<<<<

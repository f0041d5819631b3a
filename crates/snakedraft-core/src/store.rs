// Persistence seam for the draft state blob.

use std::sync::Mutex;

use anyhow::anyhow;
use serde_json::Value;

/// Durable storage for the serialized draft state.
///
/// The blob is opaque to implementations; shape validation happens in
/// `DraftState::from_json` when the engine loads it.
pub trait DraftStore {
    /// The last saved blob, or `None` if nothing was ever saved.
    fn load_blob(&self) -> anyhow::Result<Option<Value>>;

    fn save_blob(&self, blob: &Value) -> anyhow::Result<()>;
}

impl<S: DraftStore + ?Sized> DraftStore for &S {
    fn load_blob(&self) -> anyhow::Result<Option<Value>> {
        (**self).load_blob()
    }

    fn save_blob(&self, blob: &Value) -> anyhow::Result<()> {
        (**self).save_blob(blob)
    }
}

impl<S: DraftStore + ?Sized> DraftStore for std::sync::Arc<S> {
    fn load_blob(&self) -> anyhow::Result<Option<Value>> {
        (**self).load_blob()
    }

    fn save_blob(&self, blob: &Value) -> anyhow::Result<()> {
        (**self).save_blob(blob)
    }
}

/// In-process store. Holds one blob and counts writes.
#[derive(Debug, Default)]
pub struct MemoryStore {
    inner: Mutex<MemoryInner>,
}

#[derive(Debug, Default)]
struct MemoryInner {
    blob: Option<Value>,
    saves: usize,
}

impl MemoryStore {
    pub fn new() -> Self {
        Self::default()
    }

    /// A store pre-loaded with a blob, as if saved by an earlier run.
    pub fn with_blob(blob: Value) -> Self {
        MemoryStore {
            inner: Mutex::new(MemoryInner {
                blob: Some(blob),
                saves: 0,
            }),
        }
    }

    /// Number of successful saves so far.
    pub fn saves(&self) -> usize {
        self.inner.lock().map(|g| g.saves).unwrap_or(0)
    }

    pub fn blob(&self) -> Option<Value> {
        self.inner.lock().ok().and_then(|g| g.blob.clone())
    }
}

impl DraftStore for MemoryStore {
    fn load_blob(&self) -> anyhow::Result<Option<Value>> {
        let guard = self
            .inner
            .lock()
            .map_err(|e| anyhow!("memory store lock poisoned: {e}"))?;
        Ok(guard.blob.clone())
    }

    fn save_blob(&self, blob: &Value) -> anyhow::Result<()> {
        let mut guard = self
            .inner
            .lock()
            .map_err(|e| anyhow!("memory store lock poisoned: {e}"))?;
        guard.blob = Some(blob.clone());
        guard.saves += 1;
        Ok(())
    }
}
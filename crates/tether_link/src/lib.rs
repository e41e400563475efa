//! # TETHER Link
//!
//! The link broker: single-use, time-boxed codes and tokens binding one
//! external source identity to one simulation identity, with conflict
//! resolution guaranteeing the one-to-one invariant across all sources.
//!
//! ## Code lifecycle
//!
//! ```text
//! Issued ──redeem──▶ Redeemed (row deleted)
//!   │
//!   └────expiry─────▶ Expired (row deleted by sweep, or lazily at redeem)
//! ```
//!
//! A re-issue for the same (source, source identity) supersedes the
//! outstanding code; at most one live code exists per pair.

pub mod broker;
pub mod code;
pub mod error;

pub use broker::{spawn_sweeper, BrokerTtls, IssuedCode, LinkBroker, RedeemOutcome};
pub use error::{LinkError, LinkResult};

>>>>
<<<<

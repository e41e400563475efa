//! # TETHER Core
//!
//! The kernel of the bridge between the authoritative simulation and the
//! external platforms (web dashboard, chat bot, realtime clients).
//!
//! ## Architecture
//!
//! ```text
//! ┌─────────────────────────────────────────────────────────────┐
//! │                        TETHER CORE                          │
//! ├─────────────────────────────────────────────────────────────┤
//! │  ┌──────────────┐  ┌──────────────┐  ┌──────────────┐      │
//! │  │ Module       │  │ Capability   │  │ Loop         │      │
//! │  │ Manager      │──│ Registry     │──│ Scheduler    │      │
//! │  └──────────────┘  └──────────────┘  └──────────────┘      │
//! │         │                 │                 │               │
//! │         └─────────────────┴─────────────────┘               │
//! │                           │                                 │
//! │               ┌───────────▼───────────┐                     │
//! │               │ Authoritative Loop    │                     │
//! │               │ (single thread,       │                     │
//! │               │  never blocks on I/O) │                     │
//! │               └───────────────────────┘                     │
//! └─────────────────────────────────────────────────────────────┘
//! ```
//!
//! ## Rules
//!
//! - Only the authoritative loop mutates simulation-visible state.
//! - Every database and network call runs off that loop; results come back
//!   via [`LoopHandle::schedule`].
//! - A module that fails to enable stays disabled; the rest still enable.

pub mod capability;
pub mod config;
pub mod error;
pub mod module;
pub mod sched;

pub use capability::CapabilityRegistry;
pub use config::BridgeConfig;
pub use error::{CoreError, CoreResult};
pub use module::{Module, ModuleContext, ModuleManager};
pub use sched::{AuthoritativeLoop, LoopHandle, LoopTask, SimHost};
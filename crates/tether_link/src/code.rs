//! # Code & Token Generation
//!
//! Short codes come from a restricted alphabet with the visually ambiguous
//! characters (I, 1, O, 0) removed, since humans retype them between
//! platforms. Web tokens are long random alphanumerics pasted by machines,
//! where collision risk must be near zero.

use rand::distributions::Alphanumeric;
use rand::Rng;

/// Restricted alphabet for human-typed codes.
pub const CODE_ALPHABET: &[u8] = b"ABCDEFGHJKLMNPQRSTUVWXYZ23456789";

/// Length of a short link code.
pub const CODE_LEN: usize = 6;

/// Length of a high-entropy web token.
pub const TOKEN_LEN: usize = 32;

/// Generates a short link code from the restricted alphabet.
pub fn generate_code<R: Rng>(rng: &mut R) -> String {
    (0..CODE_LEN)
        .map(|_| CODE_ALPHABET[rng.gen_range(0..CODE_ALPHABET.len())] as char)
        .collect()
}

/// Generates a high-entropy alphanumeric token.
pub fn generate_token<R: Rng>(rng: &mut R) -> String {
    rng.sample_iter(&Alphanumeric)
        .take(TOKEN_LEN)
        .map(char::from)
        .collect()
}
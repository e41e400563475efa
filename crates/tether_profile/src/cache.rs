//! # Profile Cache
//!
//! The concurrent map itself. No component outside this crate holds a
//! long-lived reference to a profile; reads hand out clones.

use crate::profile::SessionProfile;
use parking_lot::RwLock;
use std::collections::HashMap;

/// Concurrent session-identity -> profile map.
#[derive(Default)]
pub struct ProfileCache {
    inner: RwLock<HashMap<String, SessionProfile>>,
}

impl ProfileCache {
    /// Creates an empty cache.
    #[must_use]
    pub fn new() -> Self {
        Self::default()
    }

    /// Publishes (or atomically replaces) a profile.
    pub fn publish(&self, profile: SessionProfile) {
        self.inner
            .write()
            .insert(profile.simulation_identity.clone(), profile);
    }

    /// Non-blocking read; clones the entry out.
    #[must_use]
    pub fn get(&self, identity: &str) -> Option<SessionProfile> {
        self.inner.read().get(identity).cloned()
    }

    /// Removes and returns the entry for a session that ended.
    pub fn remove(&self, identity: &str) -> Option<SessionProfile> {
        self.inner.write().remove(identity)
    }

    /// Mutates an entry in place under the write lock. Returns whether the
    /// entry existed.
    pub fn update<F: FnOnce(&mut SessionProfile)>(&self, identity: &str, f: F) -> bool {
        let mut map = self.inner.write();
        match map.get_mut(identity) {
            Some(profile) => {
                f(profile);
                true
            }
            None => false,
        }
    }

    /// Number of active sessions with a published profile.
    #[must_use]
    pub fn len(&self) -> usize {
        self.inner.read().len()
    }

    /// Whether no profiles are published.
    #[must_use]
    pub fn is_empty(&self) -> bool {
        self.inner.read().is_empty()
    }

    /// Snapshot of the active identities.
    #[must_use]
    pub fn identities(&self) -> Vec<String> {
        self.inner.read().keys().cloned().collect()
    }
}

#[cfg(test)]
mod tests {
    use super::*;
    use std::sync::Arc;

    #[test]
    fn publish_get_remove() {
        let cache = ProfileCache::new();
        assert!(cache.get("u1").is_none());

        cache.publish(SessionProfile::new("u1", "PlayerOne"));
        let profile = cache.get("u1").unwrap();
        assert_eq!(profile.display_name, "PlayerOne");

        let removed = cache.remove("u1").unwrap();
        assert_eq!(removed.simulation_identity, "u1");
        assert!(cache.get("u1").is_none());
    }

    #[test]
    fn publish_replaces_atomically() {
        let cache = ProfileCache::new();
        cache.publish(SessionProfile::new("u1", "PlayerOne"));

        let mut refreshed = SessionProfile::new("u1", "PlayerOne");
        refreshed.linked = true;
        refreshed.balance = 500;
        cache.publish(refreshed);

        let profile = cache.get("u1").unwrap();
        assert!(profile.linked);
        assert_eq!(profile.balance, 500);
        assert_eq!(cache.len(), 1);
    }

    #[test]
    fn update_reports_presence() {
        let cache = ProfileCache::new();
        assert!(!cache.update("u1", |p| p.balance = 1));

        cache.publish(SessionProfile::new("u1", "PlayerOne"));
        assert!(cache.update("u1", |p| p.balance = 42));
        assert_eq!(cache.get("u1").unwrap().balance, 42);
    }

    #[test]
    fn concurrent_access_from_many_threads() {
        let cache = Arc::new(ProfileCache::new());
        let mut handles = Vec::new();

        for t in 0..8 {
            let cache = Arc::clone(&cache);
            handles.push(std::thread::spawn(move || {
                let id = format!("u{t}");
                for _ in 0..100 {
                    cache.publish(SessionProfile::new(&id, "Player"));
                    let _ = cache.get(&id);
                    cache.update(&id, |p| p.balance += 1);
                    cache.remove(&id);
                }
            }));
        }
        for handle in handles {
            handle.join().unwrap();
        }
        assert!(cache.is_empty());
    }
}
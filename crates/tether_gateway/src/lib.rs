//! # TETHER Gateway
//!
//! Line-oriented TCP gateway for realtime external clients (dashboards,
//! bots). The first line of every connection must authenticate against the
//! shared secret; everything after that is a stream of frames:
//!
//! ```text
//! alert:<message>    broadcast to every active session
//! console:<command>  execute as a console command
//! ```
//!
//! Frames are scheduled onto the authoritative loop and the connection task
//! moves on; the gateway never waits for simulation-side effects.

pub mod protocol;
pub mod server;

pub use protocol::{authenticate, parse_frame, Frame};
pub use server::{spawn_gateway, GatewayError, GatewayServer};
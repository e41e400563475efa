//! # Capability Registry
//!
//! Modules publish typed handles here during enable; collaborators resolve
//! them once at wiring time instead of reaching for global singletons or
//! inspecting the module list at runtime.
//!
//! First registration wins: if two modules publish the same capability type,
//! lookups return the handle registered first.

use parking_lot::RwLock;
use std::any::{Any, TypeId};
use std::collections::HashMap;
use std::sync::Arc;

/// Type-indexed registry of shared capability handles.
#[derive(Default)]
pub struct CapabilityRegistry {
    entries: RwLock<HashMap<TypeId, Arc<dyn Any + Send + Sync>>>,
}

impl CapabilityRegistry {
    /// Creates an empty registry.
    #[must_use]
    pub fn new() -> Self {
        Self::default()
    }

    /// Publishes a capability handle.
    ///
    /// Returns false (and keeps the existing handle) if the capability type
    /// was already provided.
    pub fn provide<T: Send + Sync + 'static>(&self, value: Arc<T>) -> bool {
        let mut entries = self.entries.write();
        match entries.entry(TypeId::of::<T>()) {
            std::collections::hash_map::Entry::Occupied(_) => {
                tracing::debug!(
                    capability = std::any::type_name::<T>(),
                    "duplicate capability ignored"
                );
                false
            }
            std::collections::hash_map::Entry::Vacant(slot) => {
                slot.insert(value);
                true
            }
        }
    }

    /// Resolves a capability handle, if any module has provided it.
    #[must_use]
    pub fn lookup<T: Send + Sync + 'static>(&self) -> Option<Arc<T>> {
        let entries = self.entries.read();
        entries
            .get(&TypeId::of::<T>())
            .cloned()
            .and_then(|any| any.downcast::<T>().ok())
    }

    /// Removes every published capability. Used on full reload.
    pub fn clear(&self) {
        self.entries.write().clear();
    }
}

>>>>
<<<<

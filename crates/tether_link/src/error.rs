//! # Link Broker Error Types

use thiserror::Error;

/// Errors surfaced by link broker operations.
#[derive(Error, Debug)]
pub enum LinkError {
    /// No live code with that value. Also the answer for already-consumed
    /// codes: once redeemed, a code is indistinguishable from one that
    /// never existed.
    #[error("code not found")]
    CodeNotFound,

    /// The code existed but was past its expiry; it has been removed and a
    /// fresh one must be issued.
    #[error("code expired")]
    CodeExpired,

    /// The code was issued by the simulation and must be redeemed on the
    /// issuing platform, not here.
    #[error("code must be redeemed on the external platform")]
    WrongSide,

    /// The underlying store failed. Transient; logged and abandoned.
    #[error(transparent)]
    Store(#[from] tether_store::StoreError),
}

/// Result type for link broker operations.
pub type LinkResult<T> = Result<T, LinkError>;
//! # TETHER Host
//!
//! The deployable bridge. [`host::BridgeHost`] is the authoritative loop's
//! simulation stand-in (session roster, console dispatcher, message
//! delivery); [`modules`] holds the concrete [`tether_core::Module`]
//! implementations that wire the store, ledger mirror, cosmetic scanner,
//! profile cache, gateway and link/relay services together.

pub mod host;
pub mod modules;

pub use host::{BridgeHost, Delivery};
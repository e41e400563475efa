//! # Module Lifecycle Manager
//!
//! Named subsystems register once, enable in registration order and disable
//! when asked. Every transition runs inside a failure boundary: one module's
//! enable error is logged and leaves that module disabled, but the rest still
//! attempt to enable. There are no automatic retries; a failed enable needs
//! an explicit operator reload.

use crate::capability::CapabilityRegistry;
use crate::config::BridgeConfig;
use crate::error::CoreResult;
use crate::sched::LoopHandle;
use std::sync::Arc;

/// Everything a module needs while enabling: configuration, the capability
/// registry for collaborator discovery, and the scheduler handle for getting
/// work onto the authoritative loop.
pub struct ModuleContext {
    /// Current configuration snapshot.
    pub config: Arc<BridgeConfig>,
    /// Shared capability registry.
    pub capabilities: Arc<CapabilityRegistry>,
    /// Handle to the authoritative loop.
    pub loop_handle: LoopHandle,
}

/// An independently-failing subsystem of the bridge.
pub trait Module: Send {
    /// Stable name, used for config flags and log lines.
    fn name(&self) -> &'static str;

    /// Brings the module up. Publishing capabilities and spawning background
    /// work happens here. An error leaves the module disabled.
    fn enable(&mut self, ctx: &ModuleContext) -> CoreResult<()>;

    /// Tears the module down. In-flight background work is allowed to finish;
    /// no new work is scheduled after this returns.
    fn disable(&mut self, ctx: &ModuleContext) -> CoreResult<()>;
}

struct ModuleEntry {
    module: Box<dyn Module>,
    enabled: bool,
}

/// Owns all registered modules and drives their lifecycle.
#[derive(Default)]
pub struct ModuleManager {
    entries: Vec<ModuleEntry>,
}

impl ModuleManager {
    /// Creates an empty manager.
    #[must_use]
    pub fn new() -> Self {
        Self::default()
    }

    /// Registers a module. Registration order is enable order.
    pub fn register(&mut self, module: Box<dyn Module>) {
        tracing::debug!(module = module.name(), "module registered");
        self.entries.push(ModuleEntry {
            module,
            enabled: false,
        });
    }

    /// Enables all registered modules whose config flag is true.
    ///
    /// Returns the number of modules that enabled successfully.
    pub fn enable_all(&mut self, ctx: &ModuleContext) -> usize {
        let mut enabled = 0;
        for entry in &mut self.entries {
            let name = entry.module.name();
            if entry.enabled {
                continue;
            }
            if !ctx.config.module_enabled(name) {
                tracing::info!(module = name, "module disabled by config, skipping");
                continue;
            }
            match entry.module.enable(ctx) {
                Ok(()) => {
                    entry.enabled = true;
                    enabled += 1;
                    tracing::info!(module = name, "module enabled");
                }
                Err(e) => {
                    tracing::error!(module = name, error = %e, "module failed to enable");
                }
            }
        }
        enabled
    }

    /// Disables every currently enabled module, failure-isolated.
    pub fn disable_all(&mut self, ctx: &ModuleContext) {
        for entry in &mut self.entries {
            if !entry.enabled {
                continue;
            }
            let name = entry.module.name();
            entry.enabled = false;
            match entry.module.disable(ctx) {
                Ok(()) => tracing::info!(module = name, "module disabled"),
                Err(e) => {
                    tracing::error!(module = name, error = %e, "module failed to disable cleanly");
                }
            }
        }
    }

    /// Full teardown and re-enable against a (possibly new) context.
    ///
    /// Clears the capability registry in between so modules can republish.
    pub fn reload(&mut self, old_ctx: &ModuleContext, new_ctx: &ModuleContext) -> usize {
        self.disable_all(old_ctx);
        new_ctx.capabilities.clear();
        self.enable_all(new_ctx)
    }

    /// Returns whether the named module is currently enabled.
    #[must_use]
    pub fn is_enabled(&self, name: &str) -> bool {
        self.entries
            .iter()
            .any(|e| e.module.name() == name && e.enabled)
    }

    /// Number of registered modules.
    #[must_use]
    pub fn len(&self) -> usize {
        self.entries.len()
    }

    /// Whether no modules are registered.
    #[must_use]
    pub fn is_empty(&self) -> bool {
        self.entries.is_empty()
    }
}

>>>>

TASK PROMPT: In the records above, each line with the string "still" should be copied.

EXERCISE OUTPUT:
//! - A module that fails to enable stays disabled; the rest still enable.
//! enable error is logged and leaves that module disabled, but the rest still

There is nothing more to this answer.